We have investigated the subcellular distribution of GLUT4 by immunofluorescence microscopy after transfection with wild-type or mutant dynamin cDNA into Chinese hamster ovary cells expressing insulin receptor and GLUT4. In the basal state, GLUT4 was distributed exclusively within the cells in the cells overexpressing wild-type dynamin (CHOIR-GLUT4-WT) but was located at the cell surface in the cells overexpressing mutant dynamin (CHOIR-GLUT4-K44E). Insulin induced subcellular shift of GLUT4 to the cell surface in CHOIR-GLUT4-WT cells but had little effect in CHOIR-GLUT4-K44E cells. When insulin-stimulated cells were treated with wortmannin, GLUT4 was redistributed within the cells in CHOIR-GLUT4-WT cell, whereas it remained at the cell surface in CHOIR-GLUT4-K44E cell. These results suggest that dynamin is a regulatory GTPase in endocytosis of GLUT4.

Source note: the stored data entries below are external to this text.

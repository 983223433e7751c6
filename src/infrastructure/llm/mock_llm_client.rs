use std::sync::Mutex;
use std::sync::atomic::{AtomicUsize, Ordering};
use std::time::Duration;

use crate::application::ports::{LlmClient, LlmClientError};
use crate::domain::CompletionRequest;

enum MockBehaviour {
    Reply(String),
    Echo,
    Fail(LlmClientError),
}

/// In-process stand-in for the provider. Records every request it receives.
pub struct MockLlmClient {
    behaviour: MockBehaviour,
    delay: Option<Duration>,
    calls: AtomicUsize,
    requests: Mutex<Vec<CompletionRequest>>,
}

impl MockLlmClient {
    fn with_behaviour(behaviour: MockBehaviour) -> Self {
        Self {
            behaviour,
            delay: None,
            calls: AtomicUsize::new(0),
            requests: Mutex::new(Vec::new()),
        }
    }

    pub fn replying(reply: impl Into<String>) -> Self {
        Self::with_behaviour(MockBehaviour::Reply(reply.into()))
    }

    /// Replies with `echo: <last user message>`.
    pub fn echoing() -> Self {
        Self::with_behaviour(MockBehaviour::Echo)
    }

    pub fn failing(error: LlmClientError) -> Self {
        Self::with_behaviour(MockBehaviour::Fail(error))
    }

    pub fn with_delay(mut self, delay: Duration) -> Self {
        self.delay = Some(delay);
        self
    }

    pub fn call_count(&self) -> usize {
        self.calls.load(Ordering::SeqCst)
    }

    pub fn requests(&self) -> Vec<CompletionRequest> {
        self.requests
            .lock()
            .unwrap_or_else(|poisoned| poisoned.into_inner())
            .clone()
    }

    pub fn last_request(&self) -> Option<CompletionRequest> {
        self.requests().pop()
    }
}

impl Default for MockLlmClient {
    fn default() -> Self {
        Self::replying("Mock answer")
    }
}

#[async_trait::async_trait]
impl LlmClient for MockLlmClient {
    async fn complete(&self, request: &CompletionRequest) -> Result<String, LlmClientError> {
        self.calls.fetch_add(1, Ordering::SeqCst);
        self.requests
            .lock()
            .unwrap_or_else(|poisoned| poisoned.into_inner())
            .push(request.clone());

        if let Some(delay) = self.delay {
            tokio::time::sleep(delay).await;
        }

        match &self.behaviour {
            MockBehaviour::Reply(reply) => Ok(reply.clone()),
            MockBehaviour::Echo => Ok(format!(
                "echo: {}",
                request.last_user_message().unwrap_or_default()
            )),
            MockBehaviour::Fail(error) => Err(error.clone()),
        }
    }

    fn has_credential(&self) -> bool {
        !matches!(
            self.behaviour,
            MockBehaviour::Fail(LlmClientError::MissingCredential)
        )
    }

    fn model(&self) -> &str {
        "mock-model"
    }
}
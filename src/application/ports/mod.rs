mod file_loader;
mod llm_client;
mod session_store;

pub use file_loader::{FileLoader, FileLoaderError};
pub use llm_client::{LlmClient, LlmClientError};
pub use session_store::SessionStore;
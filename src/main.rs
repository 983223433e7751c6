use std::net::SocketAddr;
use std::sync::Arc;
use std::time::Duration;

use anyhow::Context;
use tokio::net::TcpListener;

use concierge::application::ports::SessionStore;
use concierge::application::services::{
    ChatService, PromptBuilder, SummaryService, UploadLimits,
};
use concierge::infrastructure::llm::OpenAiClient;
use concierge::infrastructure::observability::{TracingConfig, init_tracing};
use concierge::infrastructure::persistence::InMemorySessionStore;
use concierge::infrastructure::text_processing::ExtractorFactory;
use concierge::presentation::{AppState, Environment, Settings, create_router};

#[tokio::main]
async fn main() -> anyhow::Result<()> {
    dotenvy::dotenv().ok();

    let environment = Environment::from_env().map_err(anyhow::Error::msg)?;
    let settings = Settings::load(environment).context("Failed to load settings")?;

    init_tracing(&TracingConfig::from_settings(environment, &settings.logging));

    let llm_client = Arc::new(OpenAiClient::new(
        &settings.llm.endpoint,
        settings.llm.api_key.clone(),
        settings.llm.model.clone(),
        Duration::from_secs(settings.llm.timeout_seconds),
    ));
    let file_loader = Arc::new(ExtractorFactory::create(&settings.extraction.pdf));
    let session_store: Arc<dyn SessionStore> = Arc::new(InMemorySessionStore::new());

    let prompt_builder = PromptBuilder::new(
        settings.llm.system_prompt.clone(),
        settings.session.history_window,
    );

    let chat_service = Arc::new(ChatService::new(
        Arc::clone(&llm_client),
        session_store,
        prompt_builder.clone(),
    ));

    let summary_service = Arc::new(SummaryService::new(
        file_loader,
        Arc::clone(&llm_client),
        prompt_builder,
        UploadLimits {
            max_upload_bytes: settings.extraction.max_upload_bytes(),
            max_prompt_chars: settings.extraction.max_prompt_chars,
        },
    ));

    tracing::info!(
        endpoint = %settings.llm.endpoint,
        model = %settings.llm.model,
        ai_connected = !settings.llm.api_key.trim().is_empty(),
        pdf_support = summary_service.supports_pdf(),
        max_upload_mb = settings.extraction.max_upload_mb,
        "Concierge configured"
    );

    let addr: SocketAddr = format!("{}:{}", settings.server.host, settings.server.port)
        .parse()
        .context("Invalid server host/port")?;

    let state = AppState {
        chat_service,
        summary_service,
    };

    let router = create_router(state);

    let listener = TcpListener::bind(addr).await?;
    tracing::info!("Listening on {}", addr);
    axum::serve(listener, router)
        .with_graceful_shutdown(shutdown_signal())
        .await?;

    Ok(())
}

async fn shutdown_signal() {
    if let Err(e) = tokio::signal::ctrl_c().await {
        tracing::error!(error = %e, "Failed to listen for shutdown signal");
    }
    tracing::info!("Shutting down");
}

我们通过免疫荧光显微镜研究了在中国仓鼠卵巢细胞中过表达胰岛素受体和GLUT4后,野生型或突变型发动蛋白cDNA转染对GLUT4亚细胞分布的影响。在基础状态下,GLUT4仅分布于过表达野生型发动蛋白的细胞(CHOIR-GLUT4-WT)内,但位于过表达突变型发动蛋白的细胞(CHOIR-GLUT4-K44E)的细胞表面。胰岛素诱导CHOIR-GLUT4-WT细胞中GLUT4向细胞表面的亚细胞移位,但对CHOIR-GLUT4-K44E细胞几乎没有影响。当用渥曼青霉素处理胰岛素刺激的细胞时,GLUT4在CHOIR-GLUT4-WT细胞内重新分布,而在CHOIR-GLUT4-K44E细胞中仍保留在细胞表面。这些结果表明发动蛋白是GLUT4内吞作用中的一种调节性GTP酶。